Copy each line of the data beneath in which the word "info" appears.

Start of Block

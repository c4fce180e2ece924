//! User - Registered customer
//!
//! Pure domain entity without infrastructure dependencies.

use serde::{Deserialize, Serialize};

/// User - identified by `id`, with `email` as the unique business key
#[derive(Debug, Clone, PartialEq, Eq, Serialize, Deserialize)]
pub struct User {
    pub id: i64,
    pub name: String,
    pub email: String,
}

impl User {
    /// Create a new User
    pub fn new(id: i64, name: impl Into<String>, email: impl Into<String>) -> Self {
        Self {
            id,
            name: name.into(),
            email: email.into(),
        }
    }

    /// Case-insensitive partial match on the user's name
    pub fn name_matches(&self, pattern: &str) -> bool {
        self.name.to_lowercase().contains(&pattern.to_lowercase())
    }
}
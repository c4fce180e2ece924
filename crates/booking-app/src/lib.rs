//! Booking Application
//!
//! Use cases and infrastructure adapters for the booking domain.
//!
//! - `application/`: UserService and TicketService
//! - `adapters/`: In-memory repositories and the file-backed XML service
//! - `config`: Environment configuration for the bootstrap binary

pub mod adapters;
pub mod application;
pub mod config;

use std::sync::Arc;

use adapters::{FileXmlService, InMemoryTicketRepository, InMemoryUserRepository};
use application::{TicketService, UserService};
use config::AppConfig;

/// Type aliases for application services with concrete adapter implementations
pub type AppUserService = UserService<InMemoryUserRepository>;
pub type AppTicketService = TicketService<InMemoryTicketRepository, FileXmlService>;

/// Wired application services and the storage they share
pub struct AppState {
    pub user_repo: Arc<InMemoryUserRepository>,
    pub ticket_repo: Arc<InMemoryTicketRepository>,
    pub user_service: Arc<AppUserService>,
    pub ticket_service: Arc<AppTicketService>,
}

impl AppState {
    /// Build services over fresh in-memory storage
    pub fn new(config: &AppConfig) -> Self {
        let user_repo = Arc::new(InMemoryUserRepository::new());
        let ticket_repo = Arc::new(InMemoryTicketRepository::new());
        let xml = Arc::new(FileXmlService::new(config.resource_dir.clone()));

        let user_service = Arc::new(UserService::new(user_repo.clone()));
        let ticket_service = Arc::new(TicketService::new(
            ticket_repo.clone(),
            xml,
            config.tickets_resource.clone(),
        ));

        Self {
            user_repo,
            ticket_repo,
            user_service,
            ticket_service,
        }
    }
}
//! Application Layer (Use Cases)
//!
//! Orchestrates domain operations and coordinates between
//! repositories and external services.

mod ticket_service;
mod user_service;

pub use ticket_service::TicketService;
pub use user_service::UserService;
use anyhow::Context;
use tracing_subscriber::EnvFilter;

use booking_app::{config::AppConfig, AppState};

fn main() -> anyhow::Result<()> {
    dotenvy::dotenv().ok();

    tracing_subscriber::fmt()
        .with_env_filter(
            EnvFilter::try_from_default_env()
                .unwrap_or_else(|_| EnvFilter::new("booking_app=info,booking=info")),
        )
        .init();

    tracing::info!("🎟️  Booking service initializing...");

    let config = AppConfig::from_env().context("Invalid configuration")?;
    tracing::info!(
        "📁 Resources: {:?} (tickets: {})",
        config.resource_dir,
        config.tickets_resource
    );

    let state = AppState::new(&config);

    if config.preload_tickets {
        state
            .ticket_service
            .preload_tickets()
            .with_context(|| format!("Failed to preload tickets from {}", config.tickets_resource))?;

        let count = state.ticket_repo.count().context("Failed to count tickets")?;
        tracing::info!("✅ {} tickets preloaded", count);
    } else {
        tracing::warn!("⚠️  Ticket preload disabled");
    }

    tracing::info!("✅ Booking service ready");

    Ok(())
}
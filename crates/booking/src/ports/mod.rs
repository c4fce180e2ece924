//! Ports (Interfaces)
//!
//! Abstract interfaces that define how the domain layer
//! interacts with external systems (repositories, services).
//!
//! Implementations of these traits live in the infrastructure layer.

pub mod repositories;
pub mod services;

// Re-exports
pub use repositories::*;
pub use services::*;
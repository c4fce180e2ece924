//! Ticket Converter
//!
//! Turns the ticket preload document into domain tickets.

use crate::domain::{Ticket, TicketsXml};

/// Converts [`TicketsXml`] into [`Ticket`]s
pub struct TicketConverter;

impl TicketConverter {
    /// One ticket per `<ticket>` element, in document order.
    ///
    /// Ids are assigned sequentially starting at 0.
    pub fn to_tickets(document: &TicketsXml) -> Vec<Ticket> {
        let tickets: Vec<Ticket> = document
            .tickets
            .iter()
            .zip(0_i64..)
            .map(|(xml, id)| Ticket::new(id, xml.event_id, xml.user_id, xml.category, xml.place))
            .collect();

        tracing::debug!("Converted {} tickets from XML", tickets.len());

        tickets
    }
}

End of Block

- [Task answer]
                .unwrap_or_else(|_| EnvFilter::new("booking_app=info,booking=info")),
    tracing::info!("🎟️  Booking service initializing...");
    tracing::info!(
        tracing::info!("✅ {} tickets preloaded", count);
    tracing::info!("✅ Booking service ready");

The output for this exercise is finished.